In my experience, though, even organizations that DO have a CSIRP are concerned it won’t help them as much as they’d like during actual or potential incidents or a data breach. The most common thing I hear from our customers is, “We have a plan, but we’re not happy with it.” This is backed up by statistics from a recent survey of more than 500 cybersecurity professionals conducted by Wakefield Research showing that 92 percent of security leaders aren’t completely confident that their organization can identify the root cause of a cyber attack.
If you can relate to that, don’t panic. Here are my top four recommendations to help you improve your incident response plan if you have one. And if you don’t? You can still apply these tips when you go to create a plan.
Cybersecurity incidents and data breaches touch all areas of your organization. Does your plan include detailed processes and procedures (and current contact information) for employees and vendors outside your security incident response team members? Would your plan be stronger if you include representatives from human resources, communications, the risk and compliance team (if it sits outside security) or others?
Take every opportunity to engage stakeholders – even board members, possibly – before an incident occurs. Your plan – including your communications plan – needs regular reviews and inputs with a wider audience, not just your immediate coworkers.
One of the other things to consider including in an updated plan are processes and contacts related to managing potential or actual security incidents involving your cloud applications and infrastructure. Be sure to spell this out in the plan.
Another important aspect to cover in your IR plan is cloud applications and infrastructure. If your agency is using cloud-based services like Amazon Web Services (AWS), Microsoft Office 365, Azure and others, they should all be included. If you’re not thinking about the implications of unprotected S3 buckets and misconfigured accounts that could leave data open to anyone, think again.
Know Your Cyber Insurance Policy
These days, more and more organizations have a cybersecurity insurance policy, but most CSIRPs don’t even mention it. Your CSIRP needs to contain pertinent information regarding triggers, contacts and claims process requirements. Everyone on the team should be aware of what’s included in the policy and who the primary contact is in your organization for initiating a claim.
While you’re at it, add a reference list for all your third-party contractors that may be called upon in an incident, along with details of their roles and responsibilities in case of a security event or security breach. According to Wakefield Research’s survey, 76 percent of organizations currently use a third-party service provider for at least some incident response-related function.
Understand Roles and Responsibilities
As I touched on earlier, your plan should clearly articulate roles and responsibilities. So many organizations shy away from making assignments in advance.

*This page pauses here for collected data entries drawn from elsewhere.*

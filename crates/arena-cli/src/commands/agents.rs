use anyhow::{Context, Result};
use arena::client::ArenaClient;
use console::style;

use crate::configuration::Settings;

pub async fn handle_agents(settings: &Settings) -> Result<()> {
    let client = ArenaClient::new(&settings.client_config()?, settings.auth_context()?)?;
    let roster = client
        .bootstrap()
        .await
        .context("Failed to fetch the agent roster")?;

    println!("{} {}", style("Session").bold(), style(&roster.session_id).dim());
    for (i, entry) in roster.agents.iter().enumerate() {
        println!(
            "  {} {} {}",
            style(format!("{}.", i + 1)).cyan(),
            entry.name.as_deref().unwrap_or("(hidden)"),
            style(&entry.id).dim()
        );
    }
    Ok(())
}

The plan should define roles, provide assignment guidance based on incident severity and scale and designate backups. Given how often most people change jobs and roles, you should review this at least annually.
One of the biggest mistakes I see in my experience is security teams working in silos and not looping in the rest of their colleagues who can share knowledge and drive buy-in for the plan in other groups. That might include your CIO, CISO, or leadership throughout the organization with no direct IT ownership. And if you do include other folks, make sure they know about the plan – see my next point below.
Exercise Your Plan
Exercise your plan. Let me reiterate that point – exercise your plan. Did I mention you should take every opportunity to engage stakeholders? Of course I did. This is a no-brainer. I don’t care if you stick with tabletop exercises or conduct red/blue team drills, there is no negative outcome from exercising – it’s all good.
Exercises raise awareness of threats and new trends. They also allow teams to work on response plan improvements in a safe, risk-free environment. This is the best method to train people on their roles and responsibilities.
Most cybersecurity incident response plans are a work in progress – and that’s to be expected. In a real-world event, your team will operate more confidently and efficiently if:
- They understand the broader perspective of stakeholders
- They know how to utilize your third-party resources
- They clearly understand roles and responsibilities
- They have exercised their plans
So dust off that plan, take it out into the sunlight and give it a good look. By taking steps now to improve your CSIRP, you’ll be much better prepared to face whatever threats come your way, whenever they hit.